The truth about these systems, however, is always more prosaic. Machine learning is mathematical, and the real implications of the ML models are not nearly as profound as some bloggers would have you believe. They could be beneficial and, in some cases, transform large portions of workflows in specific areas, but only if the user, whether an organization or an individual, has a sufficient understanding of their inner workings, limitations, capabilities, and potential.
This article hopes to shed some light on how diffusion models work, such as the highly popular Midjourney, DALL-E 2, and Stable Diffusion, and particularly how they are trained. This post includes mathematical expressions, but it also describes what each variable represents in an accessible manner.
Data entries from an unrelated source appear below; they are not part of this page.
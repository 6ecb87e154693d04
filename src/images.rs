/*! The drawing component of texture_buffers */

pub use engine::{Engine, FrameReport, LayerId};

pub mod capabilities;
pub(crate) mod device;
pub(crate) mod engine;
pub mod quad;

pub use capabilities::Capabilities;
pub use device::BoundDevice;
All diffusion models, including Midjourney (although we don't have a paper describing it yet), are multi-element neural networks that create images from randomness. Initially, they are trained to gradually turn pictures into noise. This method establishes a Markov chain* consisting of timesteps, in which the image goes through a series of transformations and evolves from an initial pure state at t=0 to total noise at t=T, the final step.
*A Markov chain is a sequence of variables in which the state of one variable depends only on the state of the previous variable.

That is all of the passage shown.